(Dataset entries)
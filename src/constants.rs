// Copyright (c) 2025 Erick Bourgeois, firestoned
// SPDX-License-Identifier: MIT

//! Global constants for the DynaKube operator.
//!
//! This module contains the numeric and string constants used throughout the codebase.
//! Constants are organized by category for easy maintenance.

// ============================================================================
// API Constants
// ============================================================================

/// API group for all operator CRDs
pub const API_GROUP: &str = "dynatrace.com";

/// API version of the `DynaKube` CRD
pub const API_VERSION: &str = "v1beta1";

/// API version of the `EdgeConnect` CRD
pub const EDGE_CONNECT_API_VERSION: &str = "v1alpha1";

/// Kind name for `DynaKube` resource
pub const KIND_DYNAKUBE: &str = "DynaKube";

/// Kind name for `EdgeConnect` resource
pub const KIND_EDGE_CONNECT: &str = "EdgeConnect";

/// Field manager used for every write the operator performs
pub const FIELD_MANAGER: &str = "dynakube-operator";

// ============================================================================
// Version Resolution
// ============================================================================

/// Default interval between two vendor API probes of the same component (minutes)
pub const DEFAULT_API_REQUEST_THRESHOLD_MINUTES: i64 = 15;

/// Version recorded when a component runs from a user-supplied image
pub const CUSTOM_IMAGE_VERSION: &str = "custom-image";

/// Image label carrying the image type (`immutable` or `mutable`)
pub const IMAGE_TYPE_LABEL: &str = "com.dynatrace.type";

/// Image label carrying the build version
pub const IMAGE_VERSION_LABEL: &str = "com.dynatrace.build-version";

/// Operating system segment of tenant registry image paths
pub const TENANT_REGISTRY_OS: &str = "linux";

/// Tenant registry repository of the `OneAgent` image
pub const ONE_AGENT_IMAGE_REPOSITORY: &str = "oneagent";

/// Tenant registry repository of the code modules image
pub const CODE_MODULES_IMAGE_REPOSITORY: &str = "codemodules";

/// Tenant registry repository of the `ActiveGate` image
pub const ACTIVE_GATE_IMAGE_REPOSITORY: &str = "dynatrace-activegate";

/// Default OpenTelemetry collector image (public registry)
pub const DEFAULT_COLLECTOR_IMAGE_REPOSITORY: &str =
    "public.ecr.aws/dynatrace/dynatrace-otel-collector";

/// Default tag of the OpenTelemetry collector image
pub const DEFAULT_COLLECTOR_IMAGE_TAG: &str = "latest";

/// Default `EdgeConnect` image (public registry)
pub const DEFAULT_EDGE_CONNECT_IMAGE_REPOSITORY: &str = "public.ecr.aws/dynatrace/edgeconnect";

/// Default tag of the `EdgeConnect` image
pub const DEFAULT_EDGE_CONNECT_IMAGE_TAG: &str = "latest";

// ============================================================================
// Tokens
// ============================================================================

/// Key of the API token inside the tokens secret
pub const API_TOKEN_KEY: &str = "apiToken";

/// Key of the data ingest token inside the tokens secret
pub const DATA_INGEST_TOKEN_KEY: &str = "dataIngestToken";

/// Key of the collector token inside the extensions token secret
pub const OTELC_TOKEN_SECRET_KEY: &str = "otelc.token";

/// Suffix of the extensions token secret (`<dynakube>-extensions-token`)
pub const EXTENSIONS_TOKEN_SECRET_SUFFIX: &str = "-extensions-token";

/// Suffix of the extensions TLS secret (`<dynakube>-extensions-controller-tls`)
pub const EXTENSIONS_TLS_SECRET_SUFFIX: &str = "-extensions-controller-tls";

/// Suffix of the tenant secret holding the agent tenant token (`<dynakube>-oneagent-tenant-secret`)
pub const TENANT_SECRET_SUFFIX: &str = "-oneagent-tenant-secret";

/// Key of the tenant token inside the tenant secret
pub const TENANT_TOKEN_KEY: &str = "tenant-token";

/// Suffix of the default pull secret (`<dynakube>-pull-secret`)
pub const PULL_SECRET_SUFFIX: &str = "-pull-secret";

/// Key of the docker config inside a pull secret
pub const DOCKER_CONFIG_JSON_KEY: &str = ".dockerconfigjson";

/// Key of the proxy URL inside a proxy secret
pub const PROXY_SECRET_KEY: &str = "proxy";

/// Key of the certificate bundle inside the trusted CA configmap
pub const TRUSTED_CAS_KEY: &str = "certs";

/// Certificate data key of TLS secrets
pub const TLS_CRT_KEY: &str = "tls.crt";

/// Private key data key of TLS secrets
pub const TLS_KEY_KEY: &str = "tls.key";

// ============================================================================
// Collector Workload
// ============================================================================

/// Suffix of the collector `StatefulSet` name (`<dynakube>-otel-collector`)
pub const OTEL_COLLECTOR_SUFFIX: &str = "-otel-collector";

/// Name of the collector container
pub const COLLECTOR_CONTAINER_NAME: &str = "collector";

/// Service account used by the collector pods
pub const COLLECTOR_SERVICE_ACCOUNT: &str = "dynatrace-otel-collector";

/// Default number of collector replicas
pub const DEFAULT_COLLECTOR_REPLICAS: i32 = 1;

/// Default OTLP gRPC port of the collector
pub const OTLP_GRPC_PORT: u16 = 10001;

/// Default OTLP HTTP port of the collector
pub const OTLP_HTTP_PORT: u16 = 10002;

/// Suffix of the generated configuration `ConfigMap`
pub const TELEMETRY_CONFIG_MAP_SUFFIX: &str = "-telemetry-collector-config";

/// The single key of the generated configuration `ConfigMap`
pub const TELEMETRY_CONFIG_KEY: &str = "telemetry.yaml";

/// Name of the `ConfigMap` holding the OTLP endpoint for the collector
pub const OTLP_API_ENDPOINT_CONFIG_MAP: &str = "dynatrace-otlp-api-endpoint";

/// Mount path of the generated configuration
pub const TELEMETRY_CONFIG_MOUNT_PATH: &str = "/config";

/// Mount path of the custom telemetry ingest TLS secret
pub const CUSTOM_TLS_CERT_MOUNT_PATH: &str = "/tls/custom/telemetry";

/// Mount path of the trusted CA bundle
pub const TRUSTED_CA_MOUNT_PATH: &str = "/tls/custom/cacerts";

/// File name of the trusted CA bundle inside its mount
pub const TRUSTED_CA_FILE: &str = "rootca.pem";

/// Mount path of the in-cluster `ActiveGate` certificate
pub const ACTIVE_GATE_CERT_MOUNT_PATH: &str = "/tls/custom/activegate";

/// File name of the in-cluster `ActiveGate` certificate
pub const ACTIVE_GATE_CERT_FILE: &str = "cert.pem";

/// Mount path of the extensions controller TLS certificate
pub const EXTENSIONS_TLS_MOUNT_PATH: &str = "/tls/custom/eec";

/// Mount path of the collector token
pub const SECRETS_TOKENS_MOUNT_PATH: &str = "/secrets/tokens";

/// Default mode of projected secret volumes (0644)
pub const SECRET_VOLUME_DEFAULT_MODE: i32 = 420;

/// Architectures the collector can be scheduled on
pub const SUPPORTED_NODE_ARCHES: [&str; 3] = ["amd64", "arm64", "ppc64le"];

// ============================================================================
// Agent Injection
// ============================================================================

/// Default installation root of the agent inside injected containers
pub const DEFAULT_INSTALL_PATH: &str = "/opt/dynatrace/oneagent-paas";

/// Shared configuration directory of the agent inside injected containers
pub const AGENT_SHARE_PATH: &str = "/var/lib/dynatrace";

/// Agent configuration directory inside injected containers
pub const AGENT_CONFIG_MOUNT_PATH: &str = "/var/lib/dynatrace/oneagent/agent/config";

/// Pre-loader library path relative to the install root
pub const PRELOAD_LIBRARY: &str = "agent/lib64/liboneagentproc.so";

/// Path of the dynamic linker preload file
pub const LD_PRELOAD_FILE: &str = "/etc/ld.so.preload";

/// Mount path of the agent binaries inside the install container
pub const INSTALL_CONTAINER_BIN_PATH: &str = "/mnt/bin";

/// Mount path of the agent configuration inside the install container
pub const INSTALL_CONTAINER_CONFIG_PATH: &str = "/mnt/config";

/// Mount path of the enrichment files inside the install container and user containers
pub const ENRICHMENT_MOUNT_PATH: &str = "/var/lib/dynatrace/enrichment";

/// Mount path of the data ingest endpoint inside user containers
pub const DATA_INGEST_ENDPOINT_MOUNT_PATH: &str = "/var/lib/dynatrace/enrichment/endpoint";

/// Name of the install container
pub const INSTALL_CONTAINER_NAME: &str = "dynatrace-operator";

/// Default user and group of the install container
pub const DEFAULT_INSTALL_CONTAINER_USER: i64 = 1001;

/// Name of the data ingest endpoint secret in injected namespaces
pub const DATA_INGEST_ENDPOINT_SECRET: &str = "dynatrace-data-ingest-endpoint";

/// Key of the data ingest endpoint properties inside its secret
pub const DATA_INGEST_ENDPOINT_KEY: &str = "endpoint.properties";

// ============================================================================
// Controller Timing
// ============================================================================

/// Requeue interval in steady state (30 minutes)
pub const REQUEUE_STEADY_STATE_SECS: u64 = 1800;

/// Requeue interval after a status conflict or a failed pass (1 minute)
pub const REQUEUE_FAST_SECS: u64 = 60;

/// Requeue interval while the resource is still converging (30 seconds)
pub const REQUEUE_NOT_READY_SECS: u64 = 30;

// ============================================================================
// Servers
// ============================================================================

/// Default bind address of the metrics server
pub const DEFAULT_METRICS_ADDR: &str = "0.0.0.0:8080";

/// Default bind address of the admission webhook
pub const DEFAULT_WEBHOOK_ADDR: &str = "0.0.0.0:8443";

/// Default directory holding `tls.crt` and `tls.key` of the webhook
pub const DEFAULT_CERTS_DIR: &str = "/tmp/webhook/certs";

/// Number of tokio worker threads
pub const TOKIO_WORKER_THREADS: usize = 4;
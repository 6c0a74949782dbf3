// Copyright (c) 2025 Erick Bourgeois, firestoned
// SPDX-License-Identifier: MIT

//! Clock used by the version resolver.
//!
//! Probe timestamps are stored as RFC3339 strings in status. The provider can
//! be frozen so repeated reconciles in tests observe the same instant.

use chrono::{DateTime, Duration as ChronoDuration, Utc};
use std::time::Duration;

/// Source of "now" for status timestamps.
#[derive(Clone, Copy, Debug, Default)]
pub struct TimeProvider {
    frozen: Option<DateTime<Utc>>,
}

impl TimeProvider {
    /// A provider following the wall clock.
    #[must_use]
    pub fn new() -> Self {
        Self { frozen: None }
    }

    /// A provider pinned to `at`.
    #[must_use]
    pub fn frozen_at(at: DateTime<Utc>) -> Self {
        Self { frozen: Some(at) }
    }

    /// Pin the provider to the current instant.
    pub fn freeze(&mut self) {
        self.frozen = Some(Utc::now());
    }

    /// Move a frozen clock forward. No effect on a live clock.
    pub fn advance(&mut self, by: Duration) {
        if let Some(at) = self.frozen {
            self.frozen = Some(at + ChronoDuration::from_std(by).unwrap_or_default());
        }
    }

    #[must_use]
    pub fn now(&self) -> DateTime<Utc> {
        self.frozen.unwrap_or_else(Utc::now)
    }

    /// Current instant formatted for status fields.
    #[must_use]
    pub fn now_rfc3339(&self) -> String {
        self.now().to_rfc3339()
    }

    /// True when `last` is missing, unparsable or older than `threshold`.
    #[must_use]
    pub fn is_outdated(&self, last: Option<&str>, threshold: Duration) -> bool {
        let Some(last) = last.and_then(|ts| DateTime::parse_from_rfc3339(ts).ok()) else {
            return true;
        };
        let threshold = ChronoDuration::from_std(threshold).unwrap_or_default();
        self.now() - last.with_timezone(&Utc) >= threshold
    }
}

#[cfg(test)]
#[path = "timeprovider_tests.rs"]
mod timeprovider_tests;
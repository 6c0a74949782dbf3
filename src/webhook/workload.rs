// Copyright (c) 2025 Erick Bourgeois, firestoned
// SPDX-License-Identifier: MIT

//! Root owner resolution of pods.
//!
//! The walk follows controller owner references through well-known workload
//! kinds only. It stops at the first reference that is not a controller, not a
//! well-known kind, or points at an object that no longer exists.

use crate::cluster::Cluster;
use crate::errors::WebhookError;
use k8s_openapi::api::core::v1::Pod;
use k8s_openapi::apimachinery::pkg::apis::meta::v1::{ObjectMeta, OwnerReference};
use kube::ResourceExt;

/// Controller kinds, with their API versions, the walk is allowed to pass through.
pub const WELL_KNOWN_WORKLOADS: [(&str, &str); 8] = [
    ("ReplicaSet", "apps/v1"),
    ("Deployment", "apps/v1"),
    ("ReplicationController", "v1"),
    ("StatefulSet", "apps/v1"),
    ("DaemonSet", "apps/v1"),
    ("Job", "batch/v1"),
    ("CronJob", "batch/v1"),
    ("DeploymentConfig", "apps.openshift.io/v1"),
];

/// Guards against owner reference cycles.
const MAX_OWNER_DEPTH: usize = 10;

/// Kind (lowercased) and name of the root owner of a pod.
#[derive(Clone, Debug, PartialEq, Eq)]
pub struct WorkloadInfo {
    pub kind: String,
    pub name: String,
}

impl WorkloadInfo {
    fn new(kind: &str, name: &str) -> Self {
        Self {
            kind: kind.to_lowercase(),
            name: name.to_string(),
        }
    }
}

fn well_known_controller(meta: &ObjectMeta) -> Option<&OwnerReference> {
    meta.owner_references.as_ref()?.iter().find(|owner| {
        owner.controller == Some(true)
            && WELL_KNOWN_WORKLOADS
                .iter()
                .any(|(kind, api_version)| owner.kind == *kind && owner.api_version == *api_version)
    })
}

/// Walk the owner references of `pod` up to its root workload.
///
/// # Errors
///
/// Returns [`WebhookError::Lookup`] when reading an owner fails.
pub async fn find_root_owner(
    cluster: &dyn Cluster,
    namespace: &str,
    pod: &Pod,
) -> Result<WorkloadInfo, WebhookError> {
    let mut kind = "Pod".to_string();
    let mut name = pod.name_any();
    let mut meta = pod.metadata.clone();

    for _ in 0..MAX_OWNER_DEPTH {
        let Some(owner) = well_known_controller(&meta).cloned() else {
            break;
        };
        kind = owner.kind.clone();
        name = owner.name.clone();

        let next = cluster
            .get_owner(namespace, &owner.api_version, &owner.kind, &owner.name)
            .await
            .map_err(|source| WebhookError::Lookup {
                kind: "owner",
                name: format!("{}/{}", owner.kind, owner.name),
                source,
            })?;
        match next {
            Some(next) => meta = next,
            None => break,
        }
    }

    Ok(WorkloadInfo::new(&kind, &name))
}

#[cfg(test)]
#[path = "workload_tests.rs"]
mod workload_tests;
// Copyright (c) 2025 Erick Bourgeois, firestoned
// SPDX-License-Identifier: MIT

//! Image reference parsing and default tenant registry URIs.

use crate::constants::TENANT_REGISTRY_OS;
use crate::errors::VersionError;
use std::fmt;

/// An image reference split into `repository[:tag][@digest]`.
///
/// The repository keeps its registry host, e.g. `abc.live.dynatrace.com/linux/oneagent`.
#[derive(Clone, Debug, PartialEq, Eq)]
pub struct ImageReference {
    pub repository: String,
    pub tag: Option<String>,
    pub digest: Option<String>,
}

impl ImageReference {
    /// Parse a reference. Fails only for empty input or an empty repository.
    ///
    /// # Errors
    ///
    /// Returns [`VersionError::ImageReference`] for empty references.
    pub fn parse(image: &str) -> Result<Self, VersionError> {
        let invalid = |reason: &str| VersionError::ImageReference {
            image: image.to_string(),
            reason: reason.to_string(),
        };

        let image = image.trim();
        if image.is_empty() {
            return Err(invalid("empty reference"));
        }

        let (name, digest) = match image.split_once('@') {
            Some((name, digest)) if !digest.is_empty() => (name, Some(digest.to_string())),
            Some(_) => return Err(invalid("empty digest")),
            None => (image, None),
        };

        // A ':' after the last '/' separates the tag; earlier ones belong to a registry port.
        let last_slash = name.rfind('/').map_or(0, |i| i + 1);
        let (repository, tag) = match name[last_slash..].rfind(':') {
            Some(i) => {
                let split = last_slash + i;
                (&name[..split], Some(name[split + 1..].to_string()))
            }
            None => (name, None),
        };

        if repository.is_empty() {
            return Err(invalid("empty repository"));
        }
        if tag.as_deref() == Some("") {
            return Err(invalid("empty tag"));
        }

        Ok(Self {
            repository: repository.to_string(),
            tag,
            digest,
        })
    }

    /// Registry host of the repository, or `None` for Docker Hub shorthand.
    #[must_use]
    pub fn registry(&self) -> Option<&str> {
        let (first, _) = self.repository.split_once('/')?;
        (first.contains('.') || first.contains(':') || first == "localhost").then_some(first)
    }

    /// Repository path without the registry host.
    #[must_use]
    pub fn path(&self) -> &str {
        match self.registry() {
            Some(registry) => &self.repository[registry.len() + 1..],
            None => &self.repository,
        }
    }

    /// Tag if present, else digest. Used when asking a registry for a manifest.
    #[must_use]
    pub fn manifest_reference(&self) -> Option<&str> {
        self.digest.as_deref().or(self.tag.as_deref())
    }
}

impl fmt::Display for ImageReference {
    fn fmt(&self, f: &mut fmt::Formatter<'_>) -> fmt::Result {
        write!(f, "{}", self.repository)?;
        if let Some(tag) = &self.tag {
            write!(f, ":{tag}")?;
        }
        if let Some(digest) = &self.digest {
            write!(f, "@{digest}")?;
        }
        Ok(())
    }
}

/// Tag part of a recorded image ID. Digest-only references are rejected.
///
/// # Errors
///
/// Returns [`VersionError::ImageReference`] when the reference has no tag.
pub fn tag_from_image_id(image_id: &str) -> Result<String, VersionError> {
    let reference = ImageReference::parse(image_id)?;
    reference.tag.ok_or_else(|| VersionError::ImageReference {
        image: image_id.to_string(),
        reason: "no tag found to check for downgrade".to_string(),
    })
}

/// Host of the tenant registry derived from the API URL.
///
/// # Errors
///
/// Returns [`VersionError::InvalidApiUrl`] if the URL has no host.
pub fn registry_host(api_url: &str) -> Result<String, VersionError> {
    let parsed = url::Url::parse(api_url).map_err(|e| VersionError::InvalidApiUrl {
        url: api_url.to_string(),
        reason: e.to_string(),
    })?;
    let host = parsed.host_str().ok_or_else(|| VersionError::InvalidApiUrl {
        url: api_url.to_string(),
        reason: "missing host".to_string(),
    })?;
    Ok(match parsed.port() {
        Some(port) => format!("{host}:{port}"),
        None => host.to_string(),
    })
}

/// Default tenant registry image, `<host>/linux/<repository>[:<tag>]`.
///
/// # Errors
///
/// Returns [`VersionError::InvalidApiUrl`] if the host cannot be derived.
pub fn default_image(api_url: &str, repository: &str, tag: &str) -> Result<String, VersionError> {
    let host = registry_host(api_url)?;
    let base = format!("{host}/{TENANT_REGISTRY_OS}/{repository}");
    Ok(if tag.is_empty() {
        base
    } else {
        format!("{base}:{tag}")
    })
}

#[cfg(test)]
#[path = "image_tests.rs"]
mod image_tests;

Task prompt: Lines in the data that hold "rfind" must be located and copied.

Reply to the task:
        let last_slash = name.rfind('/').map_or(0, |i| i + 1);
        let (repository, tag) = match name[last_slash..].rfind(':') {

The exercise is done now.